On this World Environment Day, the International Peoples’ Assembly calls on the peoples of the world to engage in action, education, and discussion toward the solution of the current ecological crisis. To this end, we offer the following insights gained by movements around the world in their work toward transforming our current reality :
- Defending national sovereignties against the interests of global corporations that seek to extract natural resources is essential to preventing further devastation.
- Land reform and the pursuit of a model for agricultural production based on agroecological practices and the principles of food sovereignty are means to confront the destructive character of industrialized agriculture.
- Safeguarding our rights to land, water, and seeds through proper legislation and formal guarantees, including the defense of indigenous lands, is a priority.
- Solutions must focus on structural changes to the economy and the model for development, not on consumer-driven actions.
- The military-industrial complex, led and organized by U.S. imperialism, constitutes an ongoing and pervasive assault on peoples and the environment, considering the vast resources that serve military production and the polluting nature of its production.

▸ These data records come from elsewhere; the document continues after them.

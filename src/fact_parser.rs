//! Connector-phrase fact parser.
//!
//! Splits natural-language statements of the form `<subject> <connector> <object>`
//! into triples. Parsing is lossy: statements that do not split cleanly are
//! reported in [ParseReport::rejected] and otherwise ignored.

use crate::types::Triple;
use tracing::{debug, instrument};

/// Default connector vocabulary, in match-priority order.
pub const CONNECTORS: &[&str] = &[
  "is actually a receiver for",
  "transmits brainwaves to",
  "was built by",
  "harvests energy from",
  "is a hologram projection of",
  "contains micro-chips tracking",
  "is powered by soul energy from",
  "is made of",
  "is a byproduct of",
];

/// Why a statement produced no triple.
#[derive(Debug, Clone, Copy, PartialEq, Eq)]
pub enum RejectReason {
  /// No connector phrase occurs in the statement.
  NoConnector,
  /// The winning connector occurs more than once.
  RepeatedConnector,
  /// A second, different connector also occurs.
  MultipleConnectors,
  /// Subject or object is empty after trimming.
  EmptyTerm,
}

/// A statement that was dropped, with the reason.
#[derive(Debug, Clone, PartialEq, Eq)]
pub struct Rejected {
  pub statement: String,
  pub reason: RejectReason,
}

/// Result of parsing a batch of statements.
#[derive(Debug, Clone, Default, PartialEq, Eq)]
pub struct ParseReport {
  pub triples: Vec<Triple>,
  pub rejected: Vec<Rejected>,
}

/// Parser over an ordered connector vocabulary.
#[derive(Debug, Clone)]
pub struct FactParser {
  /// Connectors padded with one space on each side so they only match between words.
  padded: Vec<String>,
}

impl Default for FactParser {
  fn default() -> Self {
    Self::new(CONNECTORS.iter().copied())
  }
}

impl FactParser {
  /// Builds a parser from connectors in priority order. Blank entries are skipped.
  pub fn new<I, S>(connectors: I) -> Self
  where
    I: IntoIterator<Item = S>,
    S: AsRef<str>,
  {
    let padded = connectors
      .into_iter()
      .map(|c| c.as_ref().trim().to_string())
      .filter(|c| !c.is_empty())
      .map(|c| format!(" {c} "))
      .collect();
    Self { padded }
  }

  /// Parses every statement; the order of `triples` follows the input order.
  #[instrument(level = "trace", skip_all, fields(count = statements.len()))]
  pub fn parse<S: AsRef<str>>(&self, statements: &[S]) -> ParseReport {
    let mut report = ParseReport::default();
    for s in statements {
      let s = s.as_ref();
      match self.parse_statement(s) {
        Ok(t) => report.triples.push(t),
        Err(reason) => {
          debug!(statement = s, ?reason, "dropping statement");
          report.rejected.push(Rejected {
            statement: s.to_string(),
            reason,
          });
        }
      }
    }
    report
  }

  /// Parses one statement into a triple.
  pub fn parse_statement(&self, statement: &str) -> Result<Triple, RejectReason> {
    let sentence = normalize_sentence(statement);

    let connector = self
      .padded
      .iter()
      .find(|c| sentence.contains(c.as_str()))
      .ok_or(RejectReason::NoConnector)?;
    let (left, right) = sentence
      .split_once(connector.as_str())
      .ok_or(RejectReason::NoConnector)?;

    // Re-pad each side so occurrences sharing a space with the split point are seen.
    let sides = [format!(" {left} "), format!(" {right} ")];
    if sides.iter().any(|s| s.contains(connector.as_str())) {
      return Err(RejectReason::RepeatedConnector);
    }
    if sides
      .iter()
      .any(|s| self.padded.iter().any(|c| s.contains(c.as_str())))
    {
      return Err(RejectReason::MultipleConnectors);
    }

    let subject = clean_term(left);
    let object = clean_term(right);
    if subject.is_empty() || object.is_empty() {
      return Err(RejectReason::EmptyTerm);
    }
    Ok(Triple::new(subject, connector.trim(), object))
  }
}

/// Parses with the default connector vocabulary.
pub fn parse_facts<S: AsRef<str>>(statements: &[S]) -> ParseReport {
  FactParser::default().parse(statements)
}

/// Trims the statement and removes sentence-terminating punctuation.
///
/// The result is padded with a space on each side so a connector may sit at
/// the very start or end and still be found (it then yields an empty term).
pub(crate) fn normalize_sentence(s: &str) -> String {
  let body = s.trim().trim_end_matches(['.', '!', '?']).trim_end();
  format!(" {body} ")
}

/// Trims whitespace and trailing punctuation from a subject or object.
pub(crate) fn clean_term(s: &str) -> &str {
  s.trim()
    .trim_end_matches(['.', ',', ';', ':', '!', '?'])
    .trim_end()
}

- Addressing the environmental crisis must also address hardships associated with the overall system, including hunger and famine, inadequate and dangerous housing, inadequate urban development, insufficient access to health care, and unsafe working conditions in mining, agriculture, and other sectors.
- Solutions should be pursued at all levels of society, from the regional and national to the municipal level.
- Struggles and political action regarding the ecological crisis cannot be separated from efforts to address patriarchy, racism, violence, and inequality, or to guarantee democracy, peace, sovereignty, and development.
Towards advancing global action in these times of crisis the IPA calls on organisations, movements and parties to:
- Produce and promote content on June 5th on social media that highlights the need for urgent solutions and actions
- Hold public events that aim to raise consciousness and debate around the environmental crisis
- Share any content regarding actions, debates and discussions in your organisation with the IPA at info@ipa-aip.org, in an effort to compile and systematize the knowledge and practices that organisations are building
- Take action to pressure governments, corporations, and institutions that play a role in perpetuating the current crisis.
- Organize artistic, educational and cultural activities that raise awareness while also fostering hope towards the possibility of an alternative.
In the wise words of Chico Mendes, environmentalism without class struggle is simply gardening, so let’s struggle together to build a more equitable, safer and ecologically harmonious future for all.
1 This data was released by the local press from the state’s Civil Defense bulletins.